Je vois sur le visage de Kim qu'il se pose des questions par rapport à mon incident passé. Pourtant, il ne dit rien. Il se contente de garder ses interrogations pour lui. Je pense qu'il comprend que le sujet est problématique pour moi. Pourtant j'ai comme la sensation qu'il a saisi un certain nombre de choses. Le jeune homme est vif d'esprit, je l'ai tout de suite remarqué. C'est vraiment quelqu'un de fiable. Je ne sais pas pourquoi il a tant insisté pour m'accompagner. À vrai dire, je pensais plutôt que ce serait Nabi ou Chin qui se seraient lancer à ma poursuite. Quelque chose dans leur regard m'indiquer qu'ils voulaient connaître le fin mot de l'histoire. Je pense qu'il y a eu une sorte de compromis entre eux. Ils fonctionnent comme une véritable équipe, je l'ai déjà remarqué. Lorsqu'ils décident quelque chose, c'est pour le bien de l'ensemble de la communauté. Je dirais même qu'il s'agit de quelque chose de bien plus fort qu'une équipe soudée. Plutôt comme une famille. Une famille dans laquelle personne ne serait laissé de côté. Où tout le monde aurait une place bien particulière, essentielle à la survie du groupe. Moi qui suis la seule enfant de la famille, je leur envie un peu ce lien. Je n'ai jamais réussi à tisser quelque chose d'aussi fraternel.
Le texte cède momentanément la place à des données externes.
pub mod dir;
pub mod memory;
pub mod profiles;

pub use dir::DirKv;
pub use memory::MemoryKv;
pub use profiles::*;

use serde::{Deserialize, Serialize};
use std::error::Error;
use std::fmt;

#[derive(Debug, Clone)]
pub struct StorageError {
    message: String,
}

impl StorageError {
    #[must_use]
    pub fn new(message: impl Into<String>) -> Self {
        Self {
            message: message.into(),
        }
    }
}

impl fmt::Display for StorageError {
    fn fmt(&self, f: &mut fmt::Formatter<'_>) -> fmt::Result {
        write!(f, "{}", self.message)
    }
}

impl Error for StorageError {}

impl From<String> for StorageError {
    fn from(value: String) -> Self {
        Self::new(value)
    }
}

impl From<&str> for StorageError {
    fn from(value: &str) -> Self {
        Self::new(value)
    }
}

impl From<std::io::Error> for StorageError {
    fn from(value: std::io::Error) -> Self {
        Self::new(value.to_string())
    }
}

/// Byte-oriented key-value store used for profiles and cached courses.
pub trait KvStore: Send + Sync {
    fn get(&self, key: &str) -> Result<Option<Vec<u8>>, StorageError>;
    fn put(&self, key: &str, value: &[u8]) -> Result<(), StorageError>;
    /// Keys starting with `prefix`, sorted.
    fn keys_with_prefix(&self, prefix: &str) -> Result<Vec<String>, StorageError>;
}

/// # Errors
/// Returns an error if the key is missing, unreadable, or not valid JSON for `T`.
pub fn kv_get_json<T>(store: &dyn KvStore, key: &str) -> Result<T, StorageError>
where
    T: for<'de> Deserialize<'de>,
{
    let bytes = store
        .get(key)?
        .ok_or_else(|| StorageError::new(format!("KV key missing: {key}")))?;
    serde_json::from_slice(&bytes).map_err(|e| StorageError::new(format!("{key}: {e}")))
}

/// # Errors
/// Returns an error if serialization or the write fails.
pub fn kv_put_json<T>(store: &dyn KvStore, key: &str, value: &T) -> Result<(), StorageError>
where
    T: Serialize + ?Sized,
{
    let payload = serde_json::to_vec(value).map_err(|e| StorageError::new(e.to_string()))?;
    store.put(key, &payload)
}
Pas même avec ma meilleure amie. Et on ne peut pas dire que ma relation avec Stan soit véritablement un attachement aussi fusionnel. Il y a comme qui dirait une distance respectueuse entre nous. J'aimerais ressentir un jour cette subtilité qui rend une relation aussi spéciale que la leur. En les regardant de plus près, il est facile de remarque que chacun est le rempart ou la forteresse de l'aurre. Ils sont un ensemble indissociable. Si l'un d'entre eux venait de quitter le navire, tout finirait par s'écrouler tel un château de cartes. C'est le sentiment que j'ai en les voyant. Peu importe les aléas de la vie, les relations qu'ils ont avec d'autres, ils restent soudés par cette filiation unique. C'est ce qui rend leur amitié si belle. Et c'est aussi ce qui me rend envieuse. J'aimerais un jour pouvoir compter moi aussi sur quelqu'un, comme ils le font.